Is to Australianise to humanise, do you think?

Yes.

The motivation that other people attribute to Gaby as the book evolves isn’t necessarily …

No. Felix is the one who’s obsessed with 1975. To him, it’s absolutely obvious from the beginning when he sees what she’s done. Because she’s the child of a Labor Party family, it’s not irrelevant to her life, but by the time Gaby’s interacting with the world, she’s really much more concerned with the role of corporations. American corporations destroying the human environment. It’s as an environmental activist … their first action above the Merri Creek in Coburg against the agricultural chemical firm that’s polluting the environment is a physical one. She says, if this had happened later, we would hack in there and shake it to pieces.

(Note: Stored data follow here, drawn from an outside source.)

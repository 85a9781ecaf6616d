use std::time::Duration;

use indexmap::IndexMap;
use serde::{Deserialize, Serialize};

use crate::core::{PaneId, PixelRect, PriceAxisId, Viewport};
use crate::host::AxisSide;

#[derive(Debug, Clone, Copy, PartialEq, Serialize, Deserialize)]
pub struct PriceAxisBounds {
    pub side: AxisSide,
    pub rect: PixelRect,
}

/// Pixel bounds of one pane; `rect.y` is the offset from the chart top.
#[derive(Debug, Clone, Copy, PartialEq, Serialize, Deserialize)]
pub struct PaneBounds {
    pub pane: PaneId,
    pub rect: PixelRect,
}

impl PaneBounds {
    #[must_use]
    pub fn offset(self) -> f64 {
        self.rect.y
    }
}

/// Immutable geometry capture of one chart layout.
#[derive(Debug, Clone, PartialEq, Serialize, Deserialize)]
pub struct CoordinateSnapshot {
    pub container: Viewport,
    pub time_axis: PixelRect,
    pub price_axes: IndexMap<PriceAxisId, PriceAxisBounds>,
    pub panes: Vec<PaneBounds>,
    pub created_at: Duration,
    /// `false` for sanitized fallbacks built after a failed host query.
    pub valid: bool,
}

impl CoordinateSnapshot {
    /// Zeroed geometry used when the host cannot answer.
    #[must_use]
    pub fn fallback(container: Viewport, created_at: Duration) -> Self {
        Self {
            container,
            time_axis: PixelRect::zero(),
            price_axes: IndexMap::new(),
            panes: Vec::new(),
            created_at,
            valid: false,
        }
    }

    #[must_use]
    pub fn is_expired(&self, now: Duration, ttl: Duration) -> bool {
        now.saturating_sub(self.created_at) >= ttl
    }

    /// Plot area between the price axes and above the time axis.
    #[must_use]
    pub fn content_rect(&self) -> PixelRect {
        PixelRect::new(self.time_axis.x, 0.0, self.time_axis.width, self.time_axis.y.max(0.0))
    }

    #[must_use]
    pub fn pane(&self, pane: PaneId) -> Option<PaneBounds> {
        self.panes.iter().find(|bounds| bounds.pane == pane).copied()
    }

    #[must_use]
    pub fn price_axis(&self, axis: &PriceAxisId) -> Option<PriceAxisBounds> {
        self.price_axes.get(axis).copied()
    }

    /// Clamps every rectangle into the container and replaces non-finite or
    /// negative sizes with zero. Returns how many values were repaired.
    pub fn repair(&mut self) -> usize {
        let bounds = self.container.bounds();
        let mut repairs = 0;
        repairs += repair_rect(&mut self.time_axis, bounds);
        for axis in self.price_axes.values_mut() {
            repairs += repair_rect(&mut axis.rect, bounds);
        }
        for pane in &mut self.panes {
            repairs += repair_rect(&mut pane.rect, bounds);
        }
        repairs
    }
}

fn repair_rect(rect: &mut PixelRect, bounds: PixelRect) -> usize {
    let mut repairs = 0;
    for value in [&mut rect.x, &mut rect.y, &mut rect.width, &mut rect.height] {
        if !value.is_finite() {
            *value = 0.0;
            repairs += 1;
        }
    }
    for value in [&mut rect.width, &mut rect.height] {
        if *value < 0.0 {
            *value = 0.0;
            repairs += 1;
        }
    }
    let clamped = rect.intersect(bounds);
    if clamped != *rect {
        *rect = clamped;
        repairs += 1;
    }
    repairs
}

#[cfg(test)]
mod tests {
    use std::time::Duration;

    use super::{CoordinateSnapshot, PaneBounds};
    use crate::core::{PaneId, PixelRect, Viewport};

    #[test]
    fn repair_clamps_overflowing_and_nan_rects() {
        let mut snapshot = CoordinateSnapshot::fallback(Viewport::new(100, 50), Duration::ZERO);
        snapshot.time_axis = PixelRect::new(0.0, 40.0, 150.0, f64::NAN);
        snapshot.panes.push(PaneBounds {
            pane: PaneId::new(0),
            rect: PixelRect::new(0.0, 0.0, -5.0, 40.0),
        });
        assert!(snapshot.repair() >= 3);
        assert_eq!(snapshot.time_axis, PixelRect::new(0.0, 40.0, 100.0, 0.0));
        assert_eq!(snapshot.panes[0].rect.width, 0.0);
        assert_eq!(snapshot.repair(), 0);
    }

    #[test]
    fn fallback_has_no_content() {
        let snapshot = CoordinateSnapshot::fallback(Viewport::new(300, 200), Duration::ZERO);
        assert!(!snapshot.valid);
        assert!(!snapshot.content_rect().has_area());
    }
}
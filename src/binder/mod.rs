//! Positions legends and range switchers relative to pane bounds.

use serde::{Deserialize, Serialize};

use crate::core::{PaneId, PixelRect, TimeRange};
use crate::error::{OverlayError, OverlayResult};
use crate::snapshot::CoordinateSnapshot;

#[derive(Debug, Clone, Copy, PartialEq, Eq, Default, Serialize, Deserialize)]
#[serde(rename_all = "snake_case")]
pub enum LegendAnchor {
    #[default]
    TopLeft,
    TopRight,
    BottomLeft,
    BottomRight,
}

#[derive(Debug, Clone, Copy, PartialEq, Eq, Default, Serialize, Deserialize)]
#[serde(rename_all = "snake_case")]
pub enum BoundElementKind {
    #[default]
    Legend,
    RangeSwitcher,
}

/// An auxiliary element pinned to a pane corner.
#[derive(Debug, Clone, PartialEq, Serialize, Deserialize)]
pub struct LegendBinding {
    pub id: String,
    #[serde(default)]
    pub kind: BoundElementKind,
    /// Explicit pane; otherwise the pane of the first listed series.
    #[serde(default)]
    pub pane: Option<PaneId>,
    #[serde(default)]
    pub series: Vec<String>,
    #[serde(default)]
    pub anchor: LegendAnchor,
    #[serde(default = "default_margin")]
    pub margin: f64,
    pub width: f64,
    pub height: f64,
}

fn default_margin() -> f64 {
    8.0
}

impl LegendBinding {
    pub fn validate(&self) -> OverlayResult<()> {
        for (name, value) in [("margin", self.margin), ("width", self.width), ("height", self.height)] {
            if !value.is_finite() || value < 0.0 {
                return Err(OverlayError::InvalidData(format!(
                    "legend `{}`: `{name}` must be finite and >= 0",
                    self.id
                )));
            }
        }
        Ok(())
    }
}

/// Data extent of one series as reported by the series layer.
#[derive(Debug, Clone, PartialEq, Serialize, Deserialize)]
pub struct SeriesRange {
    pub series: String,
    #[serde(default)]
    pub pane: PaneId,
    #[serde(default)]
    pub time: Option<TimeRange>,
}

#[derive(Debug, Clone, PartialEq)]
pub struct LegendPlacement {
    pub id: String,
    pub kind: BoundElementKind,
    pub pane: PaneId,
    pub rect: PixelRect,
    /// `false` when the pane is missing or too small for the element.
    pub visible: bool,
}

/// Consumer of coordinate snapshots that lays out bound elements.
#[derive(Debug, Clone, Default)]
pub struct PositionBinder {
    bindings: Vec<LegendBinding>,
    series: Vec<SeriesRange>,
}

impl PositionBinder {
    pub fn new(bindings: Vec<LegendBinding>, series: Vec<SeriesRange>) -> OverlayResult<Self> {
        for binding in &bindings {
            binding.validate()?;
        }
        Ok(Self { bindings, series })
    }

    #[must_use]
    pub fn bindings(&self) -> &[LegendBinding] {
        &self.bindings
    }

    #[must_use]
    pub fn is_empty(&self) -> bool {
        self.bindings.is_empty()
    }

    /// Explicit pane, else the pane of the first known series, else pane 0.
    #[must_use]
    pub fn resolve_pane(&self, binding: &LegendBinding) -> PaneId {
        binding.pane.unwrap_or_else(|| {
            binding
                .series
                .iter()
                .find_map(|name| self.series.iter().find(|range| &range.series == name))
                .map(|range| range.pane)
                .unwrap_or_default()
        })
    }

    #[must_use]
    pub fn place(&self, snapshot: &CoordinateSnapshot) -> Vec<LegendPlacement> {
        self.bindings
            .iter()
            .map(|binding| {
                let pane = self.resolve_pane(binding);
                let rect = snapshot
                    .pane(pane)
                    .and_then(|bounds| anchor_rect(binding, bounds.rect));
                LegendPlacement {
                    id: binding.id.clone(),
                    kind: binding.kind,
                    pane,
                    rect: rect.unwrap_or_else(PixelRect::zero),
                    visible: rect.is_some(),
                }
            })
            .collect()
    }
}

fn anchor_rect(binding: &LegendBinding, pane: PixelRect) -> Option<PixelRect> {
    let margin = binding.margin;
    if binding.width + 2.0 * margin > pane.width || binding.height + 2.0 * margin > pane.height {
        return None;
    }
    let left = pane.x + margin;
    let right = pane.right() - margin - binding.width;
    let top = pane.y + margin;
    let bottom = pane.bottom() - margin - binding.height;
    let (x, y) = match binding.anchor {
        LegendAnchor::TopLeft => (left, top),
        LegendAnchor::TopRight => (right, top),
        LegendAnchor::BottomLeft => (left, bottom),
        LegendAnchor::BottomRight => (right, bottom),
    };
    Some(PixelRect::new(x, y, binding.width, binding.height))
}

It bothers me that we’ve talked about this book and the big ideas in this book, but I haven’t done justice to how funny it is. One of the delights of this book is that it’s a real romp. In Felix, you have a character who is hapless – the self-styled last left-wing journalist in Australia, who is a kind of accidental and incidental hero, who goes from disaster to disaster. And his sinister property develop benefactor Woody Townes. I’ve heard you in many interviews describe yourself as a pessimist, but this is a book that’s brimming with a kind of anarchic optimism.

Humour and optimism are different things. I do think I’m a pessimist, but humour is light and life, and if you’re going to write a book about a world that’s objectively getting darker and darker, you’d better laugh and you’d better be able to laugh. For me, that’s light in the darkness. Also, it’s sort of compulsive. I don’t know how else to be.

Peter Carey’s latest novel is Amnesia. This is an edited, selected transcript from his conversation with Michael Williams for the Wheeler Centre at Deakin Edge on 23 October 2014.